Israel, which until recent years was a reliable source of unity across the movements of Diaspora Judaism, is such a charged subject now that many synagogues and families avoid discussing it. It’s not just the Israeli-Palestinian conflict that creates these tensions. State sanctioned Orthodox control over much of Jewish religious life in Israel is now playing out in ways that are intensely alienating for people who take non-Orthodox approaches to Judaism seriously and who have loved and supported Israel their whole lives. The one state on earth dedicated to the flourishing of the Jewish people doesn’t officially recognize the various ways in which the majority of the world’s Jews practice Judaism, creating the ironic reality that Jews actually have more freedom to practice diverse forms of Judaism outside of Israel than within it.

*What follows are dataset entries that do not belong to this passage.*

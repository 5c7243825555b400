//! RFC 5425 octet-counting framing for stream transports
//!
//! Each frame is `MSG-LEN SP MSG`, where `MSG-LEN` is the payload length in
//! ASCII decimal with no leading zero. The same codec is used by the sender
//! and by anything reading the stream back.

use bytes::{Buf, BufMut, Bytes, BytesMut};
use std::io;
use tokio_util::codec::{Decoder, Encoder};

/// Upper bound on a single frame accepted by the decoder
pub const DEFAULT_MAX_FRAME_LENGTH: usize = 8 * 1024 * 1024;

// usize::MAX has 20 decimal digits; anything longer is garbage
const MAX_LENGTH_DIGITS: usize = 20;

#[derive(Debug, Clone)]
pub struct OctetCountingCodec {
    max_frame_length: usize,
    pending: Option<usize>,
}

impl OctetCountingCodec {
    pub fn new() -> Self {
        Self::with_max_length(DEFAULT_MAX_FRAME_LENGTH)
    }

    pub fn with_max_length(max_frame_length: usize) -> Self {
        Self {
            max_frame_length,
            pending: None,
        }
    }

    pub fn max_frame_length(&self) -> usize {
        self.max_frame_length
    }

    fn decode_header(&self, src: &mut BytesMut) -> io::Result<Option<usize>> {
        let Some(space) = src.iter().take(MAX_LENGTH_DIGITS + 1).position(|b| *b == b' ') else {
            if src.len() > MAX_LENGTH_DIGITS {
                return Err(invalid("frame length prefix too long"));
            }
            if let Some(bad) = src.iter().find(|b| !b.is_ascii_digit()) {
                return Err(invalid(&format!("unexpected byte 0x{:02x} in frame length", bad)));
            }
            return Ok(None);
        };

        let digits = &src[..space];
        if digits.is_empty() || !digits.iter().all(u8::is_ascii_digit) || digits[0] == b'0' {
            return Err(invalid("malformed frame length"));
        }

        let len = std::str::from_utf8(digits)
            .ok()
            .and_then(|s| s.parse::<usize>().ok())
            .ok_or_else(|| invalid("frame length out of range"))?;
        if len > self.max_frame_length {
            return Err(invalid(&format!(
                "frame of {} bytes exceeds limit of {}",
                len, self.max_frame_length
            )));
        }

        src.advance(space + 1);
        Ok(Some(len))
    }
}

impl Default for OctetCountingCodec {
    fn default() -> Self {
        Self::new()
    }
}

impl Decoder for OctetCountingCodec {
    type Item = Bytes;
    type Error = io::Error;

    fn decode(&mut self, src: &mut BytesMut) -> io::Result<Option<Bytes>> {
        let len = match self.pending {
            Some(len) => len,
            None => match self.decode_header(src)? {
                Some(len) => {
                    self.pending = Some(len);
                    len
                }
                None => return Ok(None),
            },
        };

        if src.len() < len {
            src.reserve(len - src.len());
            return Ok(None);
        }

        self.pending = None;
        Ok(Some(src.split_to(len).freeze()))
    }
}

impl Encoder<Bytes> for OctetCountingCodec {
    type Error = io::Error;

    fn encode(&mut self, item: Bytes, dst: &mut BytesMut) -> io::Result<()> {
        if item.is_empty() {
            return Err(io::Error::new(
                io::ErrorKind::InvalidInput,
                "empty frames cannot be octet-counted",
            ));
        }
        let header = format!("{} ", item.len());
        dst.reserve(header.len() + item.len());
        dst.put_slice(header.as_bytes());
        dst.put(item);
        Ok(())
    }
}

fn invalid(msg: &str) -> io::Error {
    io::Error::new(io::ErrorKind::InvalidData, msg.to_string())
}

#[cfg(test)]
mod tests {
    use super::*;

    fn encode(payload: &'static [u8]) -> BytesMut {
        let mut dst = BytesMut::new();
        OctetCountingCodec::new()
            .encode(Bytes::from_static(payload), &mut dst)
            .unwrap();
        dst
    }

    #[test]
    fn test_encode_prefix() {
        assert_eq!(&encode(b"<AuditMessage/>")[..], b"15 <AuditMessage/>");
    }

    #[test]
    fn test_decode_across_partial_reads() {
        let mut codec = OctetCountingCodec::new();
        let mut buf = BytesMut::new();

        buf.extend_from_slice(b"1");
        assert!(codec.decode(&mut buf).unwrap().is_none());
        buf.extend_from_slice(b"1 hello");
        assert!(codec.decode(&mut buf).unwrap().is_none());
        buf.extend_from_slice(b" world3 abc");
        assert_eq!(codec.decode(&mut buf).unwrap().unwrap(), "hello world");
        assert_eq!(codec.decode(&mut buf).unwrap().unwrap(), "abc");
        assert!(codec.decode(&mut buf).unwrap().is_none());
    }

    #[test]
    fn test_payload_may_contain_spaces_and_digits() {
        let mut codec = OctetCountingCodec::new();
        let mut buf = encode(b"12 34 <x/>");
        assert_eq!(codec.decode(&mut buf).unwrap().unwrap(), "12 34 <x/>");
    }

    #[test]
    fn test_rejects_malformed_headers() {
        for bad in [&b"abc def"[..], &b"012 x"[..], &b" 3 abc"[..], &b"1x"[..]] {
            let mut buf = BytesMut::from(bad);
            assert_eq!(
                OctetCountingCodec::new().decode(&mut buf).unwrap_err().kind(),
                io::ErrorKind::InvalidData,
                "input {:?}",
                bad
            );
        }
    }

    #[test]
    fn test_rejects_oversized_frame() {
        let mut buf = BytesMut::from(&b"100 "[..]);
        let err = OctetCountingCodec::with_max_length(10)
            .decode(&mut buf)
            .unwrap_err();
        assert!(err.to_string().contains("exceeds limit"));
    }

    #[test]
    fn test_empty_frame_rejected() {
        let mut dst = BytesMut::new();
        assert!(OctetCountingCodec::new()
            .encode(Bytes::new(), &mut dst)
            .is_err());
    }
}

How we in the Reconstructionist movement find ways to talk about Israel in all its complexity is one of our most important challenges today. Towards that goal, we’ve launched our Joint Israel Commission, a remarkable group of lay people and rabbis from across the movement, representing the wide spectrum of political perspectives and personal experiences to be found throughout our congregations, our rabbinical seminary, and our rabbis in the field. Later this year, we’re launching our Evolve project, an online platform for a collective, communal conversation about how to adapt and apply Reconstructionist perspectives to Jewish life today and tomorrow. There you’ll be able to join in online discussions about thoughtful essays by Reconstructionists on many topics, including Israel. In addition, we continue to offer opportunities for people to spend time in Israel and dig beneath the surface while they’re there, through trips like our recent March 2018 mission trip, Camp Havaya’s annual month-in-Israel program for high schoolers from across the movement, and through the study-in-Israel component of our rabbinical training program.

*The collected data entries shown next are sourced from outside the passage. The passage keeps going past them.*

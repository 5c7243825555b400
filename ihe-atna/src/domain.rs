//! Security domains and the registry that resolves them per endpoint
//!
//! A security domain is a named bundle of key material, trust material and
//! TLS policy. The registry holds two tables: domain name to domain, and
//! endpoint pattern to domain name. Resolution never touches the network.
//!
//! Both tables are `DashMap`s holding `Arc` values, so a lookup racing a
//! re-registration sees either the old or the new domain in full.

use dashmap::DashMap;
use serde::{Deserialize, Serialize};
use std::fmt;
use std::path::PathBuf;
use std::sync::{Arc, RwLock};

use crate::endpoint::EndpointPattern;
use crate::error::{Error, Result};

/// Named bundle of key/trust material and TLS policy
#[derive(Clone, PartialEq, Eq, Serialize, Deserialize)]
pub struct SecurityDomain {
    /// Domain name
    pub name: String,

    /// Directory of `<alias>.crt` / `<alias>.key` PEM pairs
    #[serde(default)]
    pub key_store_path: Option<PathBuf>,

    /// Key store password
    #[serde(default, skip_serializing)]
    pub key_store_password: Option<String>,

    /// PEM file (or directory of PEM files) of trusted CA certificates
    pub trust_store_path: PathBuf,

    /// Trust store password
    #[serde(default, skip_serializing)]
    pub trust_store_password: Option<String>,

    /// Alias presented during mutual authentication
    #[serde(default)]
    pub preferred_key_alias: Option<String>,

    /// Enabled TLS protocol versions (`TLSv1.2`, `TLSv1.3`); empty means both
    #[serde(default)]
    pub enabled_protocols: Vec<String>,
}

impl SecurityDomain {
    /// Create a domain with only a trust store (enough for one-way TLS)
    pub fn new(name: impl Into<String>, trust_store_path: impl Into<PathBuf>) -> Self {
        Self {
            name: name.into(),
            key_store_path: None,
            key_store_password: None,
            trust_store_path: trust_store_path.into(),
            trust_store_password: None,
            preferred_key_alias: None,
            enabled_protocols: Vec::new(),
        }
    }

    /// Set the key store directory
    pub fn with_key_store(mut self, path: impl Into<PathBuf>, password: Option<String>) -> Self {
        self.key_store_path = Some(path.into());
        self.key_store_password = password;
        self
    }

    /// Set the alias presented during mutual authentication
    pub fn with_preferred_alias(mut self, alias: impl Into<String>) -> Self {
        self.preferred_key_alias = Some(alias.into());
        self
    }

    /// Restrict enabled protocol versions
    pub fn with_protocols<I, S>(mut self, protocols: I) -> Self
    where
        I: IntoIterator<Item = S>,
        S: Into<String>,
    {
        self.enabled_protocols = protocols.into_iter().map(Into::into).collect();
        self
    }
}

// Passwords never reach logs
impl fmt::Debug for SecurityDomain {
    fn fmt(&self, f: &mut fmt::Formatter<'_>) -> fmt::Result {
        f.debug_struct("SecurityDomain")
            .field("name", &self.name)
            .field("key_store_path", &self.key_store_path)
            .field(
                "key_store_password",
                &self.key_store_password.as_ref().map(|_| "<redacted>"),
            )
            .field("trust_store_path", &self.trust_store_path)
            .field(
                "trust_store_password",
                &self.trust_store_password.as_ref().map(|_| "<redacted>"),
            )
            .field("preferred_key_alias", &self.preferred_key_alias)
            .field("enabled_protocols", &self.enabled_protocols)
            .finish()
    }
}

/// Name → domain and endpoint → name lookup tables
#[derive(Default)]
pub struct SecurityDomainRegistry {
    domains: DashMap<String, Arc<SecurityDomain>>,
    endpoints: DashMap<EndpointPattern, String>,
    default_domain: RwLock<Option<Arc<SecurityDomain>>>,
}

impl SecurityDomainRegistry {
    pub fn new() -> Self {
        Self::default()
    }

    /// Insert or replace a domain by name
    ///
    /// Connections already established with the previous domain are unaffected.
    pub fn register(&self, domain: SecurityDomain) -> Arc<SecurityDomain> {
        let name = domain.name.clone();
        let domain = Arc::new(domain);
        if self.domains.insert(name.clone(), domain.clone()).is_some() {
            tracing::info!(domain = %name, "Security domain replaced");
        } else {
            tracing::debug!(domain = %name, "Security domain registered");
        }
        domain
    }

    /// Remove a domain and every endpoint mapped to it
    pub fn unregister(&self, name: &str) -> Option<Arc<SecurityDomain>> {
        let removed = self.domains.remove(name).map(|(_, d)| d);
        if removed.is_some() {
            self.endpoints.retain(|_, mapped| mapped != name);
        }
        removed
    }

    /// Look up a domain by name
    pub fn domain(&self, name: &str) -> Option<Arc<SecurityDomain>> {
        self.domains.get(name).map(|d| d.value().clone())
    }

    /// Associate an endpoint pattern with a registered domain name
    pub fn map_endpoint(&self, uri_pattern: &str, domain_name: &str) -> Result<()> {
        if !self.domains.contains_key(domain_name) {
            return Err(Error::UnknownDomain(domain_name.to_string()));
        }

        let pattern = EndpointPattern::parse(uri_pattern)?;
        tracing::debug!(endpoint = %pattern, domain = %domain_name, "Endpoint mapped");
        self.endpoints.insert(pattern, domain_name.to_string());
        Ok(())
    }

    /// Set the process default domain used when no mapping matches
    pub fn set_default(&self, domain: Option<SecurityDomain>) {
        let mut guard = self
            .default_domain
            .write()
            .unwrap_or_else(|poisoned| poisoned.into_inner());
        *guard = domain.map(Arc::new);
    }

    /// Current default domain
    pub fn default_domain(&self) -> Option<Arc<SecurityDomain>> {
        self.default_domain
            .read()
            .unwrap_or_else(|poisoned| poisoned.into_inner())
            .clone()
    }

    /// Resolve the domain for a target, ignoring scheme
    pub fn resolve(&self, host: &str, port: u16) -> Result<Arc<SecurityDomain>> {
        self.resolve_for(None, host, port)
    }

    /// Resolve the domain for a target reached over `scheme`
    ///
    /// Exact host:port wins, then host with any port, then port-only and
    /// scheme-only patterns, then the default domain. Among equally specific
    /// patterns the one whose text sorts first wins. The socket handler
    /// resolves TLS connections with scheme `tls`, which also matches
    /// `https` and `ssl` patterns.
    pub fn resolve_for(
        &self,
        scheme: Option<&str>,
        host: &str,
        port: u16,
    ) -> Result<Arc<SecurityDomain>> {
        let best = self
            .endpoints
            .iter()
            .filter(|entry| entry.key().matches(scheme, host, port))
            .map(|entry| {
                let pattern = entry.key();
                (pattern.specificity(), pattern.to_string(), entry.value().clone())
            })
            .min_by(|a, b| b.0.cmp(&a.0).then_with(|| a.1.cmp(&b.1)))
            .map(|(_, _, name)| name);

        if let Some(name) = best {
            if let Some(domain) = self.domain(&name) {
                return Ok(domain);
            }
            // Mapping outlived its domain; fall through to the default
            tracing::warn!(domain = %name, host, port, "Endpoint maps to unregistered domain");
        }

        if let Some(domain) = self.default_domain() {
            tracing::debug!(domain = %domain.name, host, port, "Using default security domain");
            return Ok(domain);
        }

        Err(Error::DomainResolution {
            host: host.to_string(),
            port,
        })
    }

    /// Number of registered domains
    pub fn len(&self) -> usize {
        self.domains.len()
    }

    pub fn is_empty(&self) -> bool {
        self.domains.is_empty()
    }
}

impl fmt::Debug for SecurityDomainRegistry {
    fn fmt(&self, f: &mut fmt::Formatter<'_>) -> fmt::Result {
        f.debug_struct("SecurityDomainRegistry")
            .field("domains", &self.domains.len())
            .field("endpoints", &self.endpoints.len())
            .field("has_default", &self.default_domain().is_some())
            .finish()
    }
}
//! Tracing setup for audit nodes

use tracing_subscriber::EnvFilter;

use crate::{config::Config, error::Result};

fn env_filter(config: &Config) -> EnvFilter {
    EnvFilter::try_from_default_env()
        .or_else(|_| EnvFilter::try_new(&config.service.log_level))
        .unwrap_or_else(|_| EnvFilter::new("info"))
}

/// Initialize structured JSON logging
///
/// `RUST_LOG` wins over `service.log_level`. Returns `Ok` without changes if a
/// global subscriber is already installed.
#[cfg(feature = "observability")]
pub fn init_tracing(config: &Config) -> Result<()> {
    let installed = tracing_subscriber::fmt()
        .json()
        .with_env_filter(env_filter(config))
        .try_init();

    match installed {
        Ok(()) => tracing::info!("Tracing initialized for service: {}", config.service.name),
        Err(_) => tracing::debug!("Global tracing subscriber already set"),
    }

    Ok(())
}

/// Initialize plain-text logging
#[cfg(not(feature = "observability"))]
pub fn init_tracing(config: &Config) -> Result<()> {
    let installed = tracing_subscriber::fmt()
        .with_target(false)
        .with_env_filter(env_filter(config))
        .try_init();

    if installed.is_ok() {
        tracing::info!("Tracing initialized for service: {}", config.service.name);
    }

    Ok(())
}

/// Flush and stop tracing
pub fn shutdown_tracing() {
    tracing::info!("Tracing shutdown complete");
}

Postage Stamp with Israeli Writers
To acknowledge Israel’s moral complexity is not to stand in casual judgment from a perch far away. The Diaspora Jews who make up the membership of our international network of congregations all live in complex nation states with checkered histories and deeply unresolved moral crises. No one can stand in moral judgment of Israel without considering their own complicity in the unresolved and ongoing ethical problems of the countries in which they live.

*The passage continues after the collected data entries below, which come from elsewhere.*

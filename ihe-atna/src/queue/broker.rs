//! Durable broker queue
//!
//! Records are published as JSON to a broker subject. Delivery to the audit
//! repository happens later, out of process, by whatever drains the subject
//! (see `events::run_relay` with the `events` feature). The caller only ever
//! sees publish failures.

use std::sync::{Arc, Mutex};

use async_trait::async_trait;

use super::{AuditQueue, DESTINATION_HEADER};
use crate::error::{Error, Result};
use crate::record::AuditEventMessage;

/// Header carrying the record's EventID code
pub const EVENT_ID_HEADER: &str = "Atna-Event-Id";

/// Publishes payloads to a durable subject
#[async_trait]
pub trait BrokerPublisher: Send + Sync + 'static {
    /// Publish and wait for the broker to accept the payload
    async fn publish(
        &self,
        subject: &str,
        headers: Vec<(String, String)>,
        payload: Vec<u8>,
    ) -> Result<()>;
}

pub struct BrokerAuditQueue {
    publisher: Arc<dyn BrokerPublisher>,
    subject: String,
}

impl BrokerAuditQueue {
    pub fn new(publisher: Arc<dyn BrokerPublisher>, subject: impl Into<String>) -> Self {
        Self {
            publisher,
            subject: subject.into(),
        }
    }

    pub fn subject(&self) -> &str {
        &self.subject
    }
}

/// Encode a record for the broker
pub fn encode_record(message: &AuditEventMessage) -> Result<Vec<u8>> {
    // Required fields are checked at publish time, not in the relay
    message.to_xml()?;
    serde_json::to_vec(message)
        .map_err(|e| Error::Serialization(format!("Failed to encode audit record: {}", e)))
}

/// Decode a record published by [`BrokerAuditQueue`]
pub fn decode_record(payload: &[u8]) -> Result<AuditEventMessage> {
    serde_json::from_slice(payload)
        .map_err(|e| Error::Serialization(format!("Failed to decode audit record: {}", e)))
}

/// Parse a `host:port` destination header value
pub fn parse_destination_header(value: &str) -> Option<(String, u16)> {
    let (host, port) = value.rsplit_once(':')?;
    let port = port.parse().ok()?;
    let host = host.trim_start_matches('[').trim_end_matches(']');
    if host.is_empty() {
        return None;
    }
    Some((host.to_string(), port))
}

#[async_trait]
impl AuditQueue for BrokerAuditQueue {
    async fn send_audit_events(
        &self,
        messages: Vec<AuditEventMessage>,
        target: Option<(String, u16)>,
    ) -> Result<()> {
        let payloads = messages
            .iter()
            .map(|m| encode_record(m).map(|p| (m.event().event_id().code().to_string(), p)))
            .collect::<Result<Vec<_>>>()?;

        let total = payloads.len();
        for (published, (event_id, payload)) in payloads.into_iter().enumerate() {
            let mut headers = vec![(EVENT_ID_HEADER.to_string(), event_id)];
            if let Some((host, port)) = &target {
                let host = if host.contains(':') {
                    format!("[{}]", host)
                } else {
                    host.clone()
                };
                headers.push((DESTINATION_HEADER.to_string(), format!("{}:{}", host, port)));
            }

            if let Err(e) = self.publisher.publish(&self.subject, headers, payload).await {
                tracing::warn!(subject = %self.subject, published, total, error = %e, "Broker publish failed");
                return Err(match e {
                    Error::Broker(msg) => Error::Broker(format!(
                        "{} ({} of {} record(s) published)",
                        msg, published, total
                    )),
                    other => other,
                });
            }
        }

        tracing::debug!(subject = %self.subject, total, "Audit records published");
        Ok(())
    }
}

/// A record captured by [`InMemoryPublisher`]
#[derive(Debug, Clone, PartialEq, Eq)]
pub struct PublishedRecord {
    pub subject: String,
    pub headers: Vec<(String, String)>,
    pub payload: Vec<u8>,
}

impl PublishedRecord {
    pub fn header(&self, name: &str) -> Option<&str> {
        self.headers
            .iter()
            .find(|(k, _)| k.eq_ignore_ascii_case(name))
            .map(|(_, v)| v.as_str())
    }
}

/// Publisher that keeps records in memory, for tests and local runs
#[derive(Debug, Default)]
pub struct InMemoryPublisher {
    records: Mutex<Vec<PublishedRecord>>,
    unavailable: std::sync::atomic::AtomicBool,
}

impl InMemoryPublisher {
    pub fn new() -> Self {
        Self::default()
    }

    /// Make subsequent publishes fail as if the broker were down
    pub fn set_unavailable(&self, unavailable: bool) {
        self.unavailable
            .store(unavailable, std::sync::atomic::Ordering::SeqCst);
    }

    pub fn records(&self) -> Vec<PublishedRecord> {
        self.records
            .lock()
            .map(|r| r.clone())
            .unwrap_or_default()
    }
}

#[async_trait]
impl BrokerPublisher for InMemoryPublisher {
    async fn publish(
        &self,
        subject: &str,
        headers: Vec<(String, String)>,
        payload: Vec<u8>,
    ) -> Result<()> {
        if self.unavailable.load(std::sync::atomic::Ordering::SeqCst) {
            return Err(Error::Broker("broker unavailable".to_string()));
        }
        let mut records = self
            .records
            .lock()
            .map_err(|_| Error::Broker("publisher state poisoned".to_string()))?;
        records.push(PublishedRecord {
            subject: subject.to_string(),
            headers,
            payload,
        });
        Ok(())
    }
}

But just as easy moral judgment is not a fair or helpful response to contemporary Israel, neither is remaining silent or offering unquestioning support for Israel’s actions. Rabbi Kaplan envisioned a deep and wide flow of ideas, influences, and information between Israel – the cultural and spiritual center of a renewed Jewish civilization – and the Diaspora Jewish community - a rich and dynamic arena of Jewish creativity. He and the early proponents of Reconstructionism also supported a Zionism that honors Judaism’s best moral and ethical ideals, and subsequent generations of Reconstructionists have carried on those fundamental values. (For a history of the Reconstructionist movement and Zionism, see Rabbi David Teutsch’s essay on the subject.)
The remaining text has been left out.